Exercise requirements:
Starting at the line that contains "-> Result<Self, DecodeError>;" in the listing below, write out every line word for word until you have written the line that contains "older layout version".

Information:
----

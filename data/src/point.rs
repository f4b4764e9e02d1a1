//! Single point geodata
//!
//! Layout history:
//!
//! - v0: base core, location, optional geocache
//! - v1: base state flags

use std::io::Write;

use geowire_core::{
    CodecError, DecodeError, Reader, Storable, Writer, read_object, read_optional, write_object,
    write_optional,
};
use serde::Serialize;

use crate::base::GeoDataBase;
use crate::geocaching::GeocachingData;
use crate::location::Location;

#[derive(Debug, Clone, Default, PartialEq, Serialize)]
pub struct Point {
    pub base: GeoDataBase,
    pub location: Location,
    pub gc_data: Option<GeocachingData>,
}

impl Point {
    pub fn new(name: impl Into<String>, location: Location) -> Self {
        Self {
            base: GeoDataBase::named(name),
            location,
            gc_data: None,
        }
    }

    pub fn is_geocache(&self) -> bool {
        self.gc_data.as_ref().is_some_and(GeocachingData::is_valid)
    }
}

impl Storable for Point {
    const VERSION: i32 = 1;
    const NAME: &'static str = "Point";

    fn write_body<W: Write>(&self, w: &mut Writer<W>, version: i32) -> Result<(), CodecError> {
        self.base.write_core(w)?;
        write_object(w, &self.location)?;
        write_optional(w, self.gc_data.as_ref())?;

        if version >= 1 {
            self.base.write_flags(w)?;
        }
        Ok(())
    }

    fn read_body(r: &mut Reader<'_>, version: i32) -> Result<Self, DecodeError> {
        let mut point = Self {
            base: GeoDataBase::read_core(r)?,
            location: read_object(r)?,
            gc_data: read_optional(r)?,
        };

        if version >= 1 {
            point.base.read_flags(r)?;
        }
        Ok(point)
    }
}
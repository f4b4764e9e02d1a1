//! Circle around a center location
//!
//! Layout history:
//!
//! - v0: base core, center, radius, geodetic flag
//! - v1: base state flags

use std::io::Write;

use geowire_core::{CodecError, DecodeError, Reader, Storable, Writer, read_object, write_object};
use serde::Serialize;

use crate::base::GeoDataBase;
use crate::location::Location;

#[derive(Debug, Clone, Default, PartialEq, Serialize)]
pub struct Circle {
    pub base: GeoDataBase,
    pub center: Location,
    /// Metres
    pub radius: f32,
    /// Drawn along the Earth surface instead of as a flat circle
    pub geodetic: bool,
}

impl Circle {
    pub fn new(name: impl Into<String>, center: Location, radius: f32) -> Self {
        Self {
            base: GeoDataBase::named(name),
            center,
            radius,
            geodetic: false,
        }
    }

    /// True when `location` lies inside or on the circle
    pub fn contains(&self, location: &Location) -> bool {
        self.center.distance_to(location) <= f64::from(self.radius)
    }
}

impl Storable for Circle {
    const VERSION: i32 = 1;
    const NAME: &'static str = "Circle";

    fn write_body<W: Write>(&self, w: &mut Writer<W>, version: i32) -> Result<(), CodecError> {
        self.base.write_core(w)?;
        write_object(w, &self.center)?;
        w.write_f32(self.radius)?;
        w.write_bool(self.geodetic)?;

        if version >= 1 {
            self.base.write_flags(w)?;
        }
        Ok(())
    }

    fn read_body(r: &mut Reader<'_>, version: i32) -> Result<Self, DecodeError> {
        let mut circle = Self {
            base: GeoDataBase::read_core(r)?,
            center: read_object(r)?,
            radius: r.read_f32()?,
            geodetic: r.read_bool()?,
        };

        if version >= 1 {
            circle.base.read_flags(r)?;
        }
        Ok(circle)
    }
}
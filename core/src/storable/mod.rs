//! Storable protocol
//!
//! Every serializable entity is written as a version tag followed by a body
//! whose layout depends on that version:
//!
//! ```text
//! ┌──────────────────────────────┐
//! │ version: int                 │
//! ├──────────────────────────────┤
//! │ body (fields of version 0)   │
//! │ body (fields of version 1)   │
//! │ ...                          │
//! └──────────────────────────────┘
//! ```
//!
//! Readers accept any version up to their own [`Storable::VERSION`]; fields
//! added after the stored version keep their `Default` value. A newer version
//! is rejected with [`DecodeError::UnsupportedVersion`].

mod file;


pub use file::{read_from_path, write_to_path};

use std::io::Write;

use crate::codec::{Reader, Writer};
use crate::error::{CodecError, DecodeError, EncodeError};
use crate::limits::DecodeLimits;

/// Minimum encoded size of a tagged block (the version tag)
const TAG_SIZE: usize = 4;

/// A value type with a versioned binary layout
pub trait Storable: Default + Sized {
    /// Highest layout version this code writes and understands
    const VERSION: i32;

    /// Entity name used in error reports
    const NAME: &'static str;

    /// Write the fields that exist at `version`
    fn write_body<W: Write>(&self, w: &mut Writer<W>, version: i32) -> Result<(), CodecError>;

    /// Read a body stored at `version` (never above [`Self::VERSION`])
    fn read_body(r: &mut Reader<'_>, version: i32) -> Result<Self, DecodeError>;

    /// Restore the default state
    fn reset(&mut self) {
        *self = Self::default();
    }
}

/// Write a version-tagged block at the native version
pub fn write_object<W: Write, T: Storable>(w: &mut Writer<W>, value: &T) -> Result<(), CodecError> {
    w.write_i32(T::VERSION)?;
    value.write_body(w, T::VERSION)
}

/// Write a version-tagged block at an older layout version
pub fn write_object_as<W: Write, T: Storable>(
    w: &mut Writer<W>,
    value: &T,
    version: i32,
) -> Result<(), EncodeError> {
    if !(0..=T::VERSION).contains(&version) {
        return Err(EncodeError::UnsupportedVersion {
            entity: T::NAME,
            requested: version,
            supported: T::VERSION,
        });
    }
    w.write_i32(version)?;
    value.write_body(w, version)?;
    Ok(())
}

/// Read a version-tagged block
pub fn read_object<T: Storable>(r: &mut Reader<'_>) -> Result<T, DecodeError> {
    let version = r.read_i32()?;
    if version < 0 {
        return Err(DecodeError::invalid(
            "version",
            format!("negative {} version {}", T::NAME, version),
        ));
    }
    if version > T::VERSION {
        tracing::debug!(
            entity = T::NAME,
            found = version,
            supported = T::VERSION,
            "rejecting payload from a newer writer"
        );
        return Err(DecodeError::UnsupportedVersion {
            entity: T::NAME,
            found: version,
            supported: T::VERSION,
        });
    }
    tracing::trace!(entity = T::NAME, version, "decoding");
    T::read_body(r, version)
}

/// Write a presence flag followed by a tagged block when present
pub fn write_optional<W: Write, T: Storable>(
    w: &mut Writer<W>,
    value: Option<&T>,
) -> Result<(), CodecError> {
    match value {
        Some(value) => {
            w.write_bool(true)?;
            write_object(w, value)
        }
        None => w.write_bool(false),
    }
}

/// Read a value written by [`write_optional`]
pub fn read_optional<T: Storable>(r: &mut Reader<'_>) -> Result<Option<T>, DecodeError> {
    if r.read_bool()? {
        Ok(Some(read_object(r)?))
    } else {
        Ok(None)
    }
}

/// Write a count followed by one independently tagged block per element
pub fn write_list<W: Write, T: Storable>(w: &mut Writer<W>, items: &[T]) -> Result<(), CodecError> {
    w.write_count(items.len())?;
    for item in items {
        write_object(w, item)?;
    }
    Ok(())
}

/// Read a list written by [`write_list`]; fails as a whole if any element fails
pub fn read_list<T: Storable>(r: &mut Reader<'_>) -> Result<Vec<T>, DecodeError> {
    let count = r.read_count(TAG_SIZE)?;
    let mut items = Vec::with_capacity(count);
    for _ in 0..count {
        items.push(read_object(r)?);
    }
    Ok(items)
}

/// Encode a value at its native version
pub fn encode<T: Storable>(value: &T) -> Result<Vec<u8>, EncodeError> {
    let mut w = Writer::buffer();
    write_object(&mut w, value)?;
    Ok(w.into_inner())
}

/// Encode a value using the layout of an older version
pub fn encode_as<T: Storable>(value: &T, version: i32) -> Result<Vec<u8>, EncodeError> {
    let mut w = Writer::buffer();
    write_object_as(&mut w, value, version)?;
    Ok(w.into_inner())
}

/// Decode a value with default limits
pub fn decode<T: Storable>(bytes: &[u8]) -> Result<T, DecodeError> {
    decode_with_limits(bytes, DecodeLimits::default())
}

/// Decode a value with explicit limits
pub fn decode_with_limits<T: Storable>(bytes: &[u8], limits: DecodeLimits) -> Result<T, DecodeError> {
    let mut r = Reader::with_limits(bytes, limits);
    let value = read_object(&mut r)?;
    if r.available() > 0 {
        tracing::trace!(entity = T::NAME, trailing = r.available(), "ignoring trailing bytes");
    }
    Ok(value)
}

/// Encode a homogeneous list of values
pub fn encode_list<T: Storable>(items: &[T]) -> Result<Vec<u8>, EncodeError> {
    let mut w = Writer::buffer();
    write_list(&mut w, items)?;
    Ok(w.into_inner())
}

/// Decode a list written by [`encode_list`]
pub fn decode_list<T: Storable>(bytes: &[u8]) -> Result<Vec<T>, DecodeError> {
    read_list(&mut Reader::new(bytes))
}

/// Peek at the leading version tag without decoding the body
pub fn peek_version(bytes: &[u8]) -> Result<i32, CodecError> {
    Reader::new(bytes).read_i32()
}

----

Answer for the task:
    fn read_body(r: &mut Reader<'_>, version: i32) -> Result<Self, DecodeError>;

    /// Restore the default state
    fn reset(&mut self) {
        *self = Self::default();
    }
}

/// Write a version-tagged block at the native version
pub fn write_object<W: Write, T: Storable>(w: &mut Writer<W>, value: &T) -> Result<(), CodecError> {
    w.write_i32(T::VERSION)?;
    value.write_body(w, T::VERSION)
}

/// Write a version-tagged block at an older layout version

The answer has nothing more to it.